El Roblito es una comunidad de unos 300 habitantes que se ha vaciado de adultos. Como el País de Nunca Jamás, la isla creada por el escocés J. M. Barrie donde los niños no crecen, en esta localidad parece no haber mayores. Los pequeños corren, gritan, juegan, se enfadan, bailan, hacen fogatas, cuentan historias mientras los más grandes, pescadores sobre todo, han salido a trabajar. Los paisajes, como en la obra del escritor británico, son paradisíacos: manglares en la costa del Pacífico, atardeceres color pastel. En Navidad, un Papá Noel sobrevuela la isla en paracaidas y arroja dulces a los niños desde el cielo.
El entorno social se aleja de ese idilio. En ese contexto violento en la frontera entre Nayarit y Sinaloa, machista y marginal, donde el agua llega según el día, donde una balacera disuelve una fiesta, el más grande de los niños, un adolescente en realidad, sueña con ponerse tacones, un vestido y salir. México es, después de Brasil, el segundo lugar del mundo con la tasa más alta de transfeminicidios, según Transgender Europe. Y aunque Nayarit es uno de los Estados que reconoce la identidad de género de las personas trans, esta pequeña comunidad no escapa a la transfobia y la homofobia.
“Estás a puntito de decírselo [a tus padres] y al ratito te arrepientes”, confiesa Cisneros en la película. “Si lo digo me voy a sentir más aliviado. Pero ella [la madre] no va a poder dormir pensando en lo que me va a suceder a mí, en las habladas y todo eso”. Cisneros llamó la atención de los cineastas porque entre todos los niños él era el más grande, tenía 16 años, y por alguna razón seguía en el pueblo cuando el resto de los adolescentes ya lo había abandonado. La relación entre el director y el personaje central se estrechó hasta llegar a esa cocina donde Cisneros confiesa su deseo a sus padres.
“Esos minutos fueron eternos. Se me vinieron muchas cosas a la mente, que se iban a avergonzar, me iban a rechazar, me iban a decir que no”, cuenta por teléfono Cisneros desde Tijuana, que está por cumplir los 19 años. Después de hablar con sus padres, se mudó a esa ciudad del norte del país, donde trabaja en una maquila y ha empezado su proceso de transición como chica trans, como Dayanara. “Desde ese momento, regresó mi paz”, dice.

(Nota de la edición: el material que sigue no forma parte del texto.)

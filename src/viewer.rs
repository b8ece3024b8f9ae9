//! Launch the OS default viewer for a file.
//!
//! The platform set is closed and known at build time, so dispatch is a small
//! lookup keyed by the host platform identifier. Callers should treat errors
//! as non-fatal (the CLI prints a message and still exits normally, leaving
//! the written file in place).

use std::path::Path;
use std::process::Command;

/// Map a platform identifier (as in `std::env::consts::OS`) to the program
/// and fixed leading arguments that open a file with its default application.
fn launcher(os: &str) -> Option<(&'static str, &'static [&'static str])> {
    match os {
        "linux" => Some(("xdg-open", &[])),
        "windows" => Some(("rundll32.exe", &["url.dll,FileProtocolHandler"])),
        "macos" => Some(("open", &[])),
        _ => None,
    }
}

/// Open `path` with the host's default application and wait for the launcher
/// command to finish.
///
/// Returns `Ok(())` on success or `Err(String)` describing the failure: an
/// unsupported platform, a command that could not be spawned, or a launcher
/// that exited unsuccessfully.
pub fn open_file(path: &Path) -> Result<(), String> {
    let (program, args) = launcher(std::env::consts::OS).ok_or("unsupported platform")?;
    let status = Command::new(program)
        .args(args)
        .arg(path)
        .status()
        .map_err(|e| format!("{}: {}", program, e))?;
    if status.success() {
        Ok(())
    } else {
        Err(format!("{} exited with {}", program, status))
    }
}
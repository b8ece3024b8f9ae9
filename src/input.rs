//! Payload resolution for qrimg.
//!
//! The payload comes from exactly one of two channels: a piped stdin stream
//! (drained to end-of-stream) or the trailing command-line arguments (joined
//! with single spaces). The caller decides which channel applies by checking
//! whether stdin is a terminal; both helpers here take their source as a
//! parameter so tests can drive them without a real stdin.

use std::io::{self, Read};

/// Drain `reader` to end-of-stream and return its contents as the payload.
///
/// The stream must be valid UTF-8; any read failure is returned as-is and is
/// treated as unrecoverable by the caller.
pub fn payload_from_reader<R: Read>(mut reader: R) -> io::Result<String> {
    let mut text = String::new();
    reader.read_to_string(&mut text)?;
    Ok(text)
}

/// Join positional arguments into a single payload string.
///
/// Returns `None` when no arguments were given, which the caller turns into
/// the usage hint.
pub fn payload_from_args(args: &[String]) -> Option<String> {
    if args.is_empty() {
        None
    } else {
        Some(args.join(" "))
    }
}
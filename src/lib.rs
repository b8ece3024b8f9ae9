//! Qrimg library crate
//!
//! This crate provides the core functionality for the `qrimg` CLI, a small
//! pipeline that turns text into a QR code PNG and opens it with the system
//! viewer. It is organized into small modules: `input` (payload resolution
//! from stdin or arguments), `encode` (QR encoding and pixel rendering),
//! `output` (path resolution and PNG persistence), and `viewer`
//! (platform-dispatched default-viewer launch). The binary `src/main.rs`
//! calls `qrimg_lib::run()` to execute the CLI.
//!
//! Public API
//!
//! - `run()`: CLI entrypoint used by the binary.
//!
//! See each module for detailed documentation on functions and behavior.

pub mod encode;
pub mod input;
pub mod output;
pub mod viewer;

use std::env;
use std::io::{self, IsTerminal};
use std::time::{SystemTime, UNIX_EPOCH};

use clap::Parser;

/// Top-level CLI types and runner. Keep `main.rs` thin.
#[derive(Parser, Debug)]
#[command(version, about, long_about = None)]
struct Cli {
    /// Output image edge length in pixels; negative values mean that many
    /// pixels per QR module instead
    #[arg(
        short = 'x',
        long = "size",
        default_value_t = 1024,
        allow_hyphen_values = true
    )]
    size: i32,

    /// Output file name inside the temp directory (defaults to
    /// qrimg-<timestamp>.png)
    #[arg(short = 'o', long = "output")]
    output: Option<String>,

    /// Text to encode; ignored when stdin is piped
    text: Vec<String>,
}

/// Run the qrimg CLI.
///
/// This function is the high-level entrypoint used by the `qrimg` binary. It
/// resolves the payload (piped stdin wins over positional arguments), encodes
/// it as a QR code at medium error correction, writes the rendered image as a
/// PNG into the system temporary directory, and finally asks the OS to open
/// the file with its default viewer.
///
/// Failures in the implemented flow are printed to stdout and end the run
/// without changing the exit code; a viewer-launch failure leaves the written
/// file in place. The only abrupt abort is an unreadable stdin stream, which
/// reports to stderr and exits nonzero.
///
/// Example:
///
/// ```no_run
/// qrimg_lib::run(); // called from src/main.rs
/// ```
pub fn run() {
    let cli = Cli::parse();

    let stdin = io::stdin();
    let text = if !stdin.is_terminal() {
        input::payload_from_reader(stdin.lock()).unwrap_or_else(|e| {
            eprintln!("error: failed to read stdin: {}", e);
            std::process::exit(1);
        })
    } else if let Some(joined) = input::payload_from_args(&cli.text) {
        joined
    } else {
        println!("Please provide text to encode, either via stdin or command-line arguments");
        return;
    };

    let code = match encode::encode(&text) {
        Ok(code) => code,
        Err(e) => {
            println!("Error generating QR code: {}", e);
            return;
        }
    };

    let millis = SystemTime::now()
        .duration_since(UNIX_EPOCH)
        .expect("system clock before Unix epoch")
        .as_millis();
    let path = output::resolve_path(&env::temp_dir(), cli.output.as_deref(), millis);

    let img = encode::render(&code, cli.size);
    if let Err(e) = output::write_png(&img, &path) {
        println!("{}", e);
        return;
    }

    println!("QR code saved to: {}", path.display());

    if let Err(e) = viewer::open_file(&path) {
        println!("Error opening image: {}", e);
    }
}
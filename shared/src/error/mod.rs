//! Unified error system for the marketplace
//!
//! - [`ErrorCode`]: Standardized error codes for all error types
//! - [`ErrorCategory`]: Classification of errors by domain
//! - [`AppError`]: Rich error type with codes, messages, and details
//! - [`ApiResponse`]: Unified API response format
//!
//! # Example
//!
//! ```
//! use shared::error::{AppError, ErrorCode, ApiResponse};
//!
//! let err = AppError::new(ErrorCode::CartItemNotFound);
//! let err = AppError::validation("Quantity must be positive")
//!     .with_detail("field", "quantity");
//! let response = ApiResponse::<()>::error(&err);
//! ```

mod category;
mod codes;
mod http;
mod types;

pub use category::ErrorCategory;
pub use codes::{ErrorCode, InvalidErrorCode};
pub use types::{ApiResponse, AppError, AppResult};
//! Error types and API response structures

use super::codes::ErrorCode;
use http::StatusCode;
use serde::{Deserialize, Serialize};
use serde_json::Value;
use std::collections::HashMap;
use thiserror::Error;

/// Application error with structured error code and details
///
/// Every failure that crosses the HTTP boundary is expressed as an `AppError`:
/// - Standardized error codes via [`ErrorCode`]
/// - Human-readable messages
/// - Optional structured details (field errors, ids, current status)
#[derive(Debug, Clone, Error)]
#[error("{message}")]
pub struct AppError {
    /// The error code identifying the type of error
    pub code: ErrorCode,
    /// Human-readable error message
    pub message: String,
    /// Optional additional details (field-level errors, context, etc.)
    pub details: Option<HashMap<String, Value>>,
}

impl AppError {
    /// Create a new error with the default message for the error code
    pub fn new(code: ErrorCode) -> Self {
        Self {
            message: code.message().to_string(),
            code,
            details: None,
        }
    }

    /// Create a new error with a custom message
    pub fn with_message(code: ErrorCode, message: impl Into<String>) -> Self {
        Self {
            code,
            message: message.into(),
            details: None,
        }
    }

    /// Add a detail entry to this error
    pub fn with_detail(mut self, key: impl Into<String>, value: impl Into<Value>) -> Self {
        self.details
            .get_or_insert_with(HashMap::new)
            .insert(key.into(), value.into());
        self
    }

    /// Get the HTTP status code for this error
    pub fn http_status(&self) -> StatusCode {
        self.code.http_status()
    }

    // ==================== Convenience constructors ====================

    pub fn validation(msg: impl Into<String>) -> Self {
        Self::with_message(ErrorCode::ValidationFailed, msg)
    }

    pub fn not_found(resource: impl Into<String>) -> Self {
        let r = resource.into();
        Self::with_message(ErrorCode::NotFound, format!("{} not found", r))
            .with_detail("resource", r)
    }

    pub fn not_authenticated() -> Self {
        Self::new(ErrorCode::NotAuthenticated)
    }

    pub fn invalid_token(msg: impl Into<String>) -> Self {
        Self::with_message(ErrorCode::TokenInvalid, msg)
    }

    pub fn token_expired() -> Self {
        Self::new(ErrorCode::TokenExpired)
    }

    /// Caller lacks the role an endpoint requires
    pub fn role_required(role: impl Into<String>) -> Self {
        let r = role.into();
        Self::with_message(ErrorCode::RoleRequired, format!("{} role required", r))
            .with_detail("role", r)
    }

    /// Status change not allowed from the current order status
    pub fn invalid_transition(current: impl Into<String>) -> Self {
        let c = current.into();
        Self::with_message(
            ErrorCode::InvalidTransition,
            format!("Order cannot change state from {}", c),
        )
        .with_detail("current_status", c)
    }

    /// Resource changed underneath the caller
    pub fn conflict(msg: impl Into<String>) -> Self {
        Self::with_message(ErrorCode::ConcurrencyConflict, msg)
    }

    pub fn resource_limit(msg: impl Into<String>) -> Self {
        Self::with_message(ErrorCode::ResourceLimitExceeded, msg)
    }
}

/// Unified API response structure
///
/// Provides a consistent response format for all API endpoints:
/// - `code`: Error code (0 for success)
/// - `message`: Human-readable message
/// - `data`: Response payload (on success)
/// - `details`: Additional error details (on failure)
#[derive(Debug, Clone, Serialize, Deserialize)]
pub struct ApiResponse<T> {
    /// Error code (0 for success, non-zero for errors)
    #[serde(skip_serializing_if = "Option::is_none")]
    pub code: Option<u16>,
    /// Human-readable message
    pub message: String,
    /// Response data (present on success)
    #[serde(skip_serializing_if = "Option::is_none")]
    pub data: Option<T>,
    /// Additional error details (present on failure)
    #[serde(skip_serializing_if = "Option::is_none")]
    pub details: Option<HashMap<String, Value>>,
}

impl<T> ApiResponse<T> {
    /// Create a success response with data
    pub fn success(data: T) -> Self {
        Self {
            code: Some(0),
            message: "OK".to_string(),
            data: Some(data),
            details: None,
        }
    }
}

impl ApiResponse<()> {
    /// Create a success response without data
    pub fn ok() -> Self {
        Self {
            code: Some(0),
            message: "OK".to_string(),
            data: None,
            details: None,
        }
    }

    /// Create an error response from an AppError
    pub fn error(err: &AppError) -> Self {
        Self {
            code: Some(err.code.code()),
            message: err.message.clone(),
            data: None,
            details: err.details.clone(),
        }
    }
}

impl<T> From<AppError> for ApiResponse<T> {
    fn from(err: AppError) -> Self {
        Self {
            code: Some(err.code.code()),
            message: err.message,
            data: None,
            details: err.details,
        }
    }
}

/// Type alias for Result with AppError
pub type AppResult<T> = Result<T, AppError>;

// ===== Axum Integration =====

impl axum::response::IntoResponse for AppError {
    fn into_response(self) -> axum::response::Response {
        use axum::Json;

        let status = self.http_status();
        let body = ApiResponse::<()>::error(&self);

        if matches!(self.code.category(), super::category::ErrorCategory::System) {
            tracing::error!(
                code = %self.code,
                message = %self.message,
                "System error occurred"
            );
        }

        (status, Json(body)).into_response()
    }
}

impl<T: Serialize> axum::response::IntoResponse for ApiResponse<T> {
    fn into_response(self) -> axum::response::Response {
        use axum::Json;

        let status = match self.code {
            None | Some(0) => StatusCode::OK,
            Some(raw) => ErrorCode::try_from(raw)
                .map(|c| c.http_status())
                .unwrap_or(StatusCode::INTERNAL_SERVER_ERROR),
        };

        (status, Json(self)).into_response()
    }
}

#[cfg(test)]
mod tests {
    use super::*;

    #[test]
    fn test_app_error_new() {
        let err = AppError::new(ErrorCode::OrderNotFound);
        assert_eq!(err.code, ErrorCode::OrderNotFound);
        assert_eq!(err.message, "Order not found");
        assert!(err.details.is_none());
    }

    #[test]
    fn test_app_error_with_detail() {
        let err = AppError::validation("Missing required fields")
            .with_detail("field", "full_name")
            .with_detail("reason", "required");

        assert_eq!(err.code, ErrorCode::ValidationFailed);
        let details = err.details.unwrap();
        assert_eq!(details.get("field").unwrap(), "full_name");
        assert_eq!(details.get("reason").unwrap(), "required");
    }

    #[test]
    fn test_invalid_transition_carries_status() {
        let err = AppError::invalid_transition("Delivered");
        assert_eq!(err.code, ErrorCode::InvalidTransition);
        assert_eq!(err.http_status(), StatusCode::CONFLICT);
        assert_eq!(
            err.details.unwrap().get("current_status").unwrap(),
            "Delivered"
        );
    }

    #[test]
    fn test_role_required() {
        let err = AppError::role_required("Vendor");
        assert_eq!(err.code, ErrorCode::RoleRequired);
        assert_eq!(err.message, "Vendor role required");
        assert_eq!(err.http_status(), StatusCode::FORBIDDEN);
    }

    #[test]
    fn test_app_error_display() {
        let err = AppError::with_message(ErrorCode::NotFound, "Order not found");
        assert_eq!(format!("{}", err), "Order not found");
    }

    #[test]
    fn test_api_response_success() {
        let response = ApiResponse::success(42);
        assert_eq!(response.code, Some(0));
        assert_eq!(response.message, "OK");
        assert_eq!(response.data, Some(42));
        assert!(response.details.is_none());
    }

    #[test]
    fn test_api_response_error() {
        let err = AppError::with_message(ErrorCode::CartItemNotFound, "Cart item not found")
            .with_detail("item_id", 7);
        let response = ApiResponse::<()>::error(&err);

        assert_eq!(response.code, Some(3002));
        assert_eq!(response.message, "Cart item not found");
        assert!(response.data.is_none());
        assert!(response.details.is_some());
    }

    #[test]
    fn test_api_response_serialize() {
        let response = ApiResponse::success("hello");
        let json = serde_json::to_string(&response).unwrap();
        assert!(json.contains("\"code\":0"));
        assert!(json.contains("\"message\":\"OK\""));
        assert!(json.contains("\"data\":\"hello\""));
    }
}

Su historia iba a ser una más de un relato coral sobre los procesos de crecimiento de otros niños. Pero cuando el proyecto llevaba ya cuatro años, la montajista del documental, Andrea Rabasa, le puso un espejo a Santamaría y le pidió un “ejercicio de honestidad” para ver que la película no hablaba solo de un espacio, de El Roblito, y del crecimiento de los niños que viven allí, sino también de Santamaría como director. “Dayanara y yo teníamos algo en común muy claro”, dice el cineasta. “Haber callado por tanto tiempo una historia ante nosotros mismos, frente a nuestros padres y la sociedad”.
“Yo conocía y pude compartir con Dayanara muy bien la soledad que implica tener que callar —en mi caso por 33 años, en el caso de Dayanara, 16— si te gusta alguien, si quieres ponerte un vestido, si quieres darle un beso a una persona. Ese silencio genera mucha soledad”. “Lo que hace Dayanara [en la película] no lo había hecho yo con mis padres”, explica. Antes del estreno en marzo del documental, Santamaría habló con ellos.
En la cocina de los Cisneros, el silencio por fin se corta con una frase escueta del padre, quizás lo que de verdad piensa, quizás lo que cree que tiene que decir ante la cámara.
—Si es tu sueño, pues realízalo.
“La camára fue un catalizador seguramente y quizás también un escudo. Habría sido muy distinto si no hubiera habido una cámara”, reflexiona el director. Dayanara se vistió por primera vez como mujer en El Roblito un Día de las Madres, cuando la grabación del documental ya había terminado. Su padre se enojó y la echó de su casa, pero después de dos semanas le permitió volver. “La cámara algo genera... y las cosas después se siguen reacomodando”, opina Santamaría. Dayanara ya había dado el paso, y la historia que termina en la pantalla empezaba andar.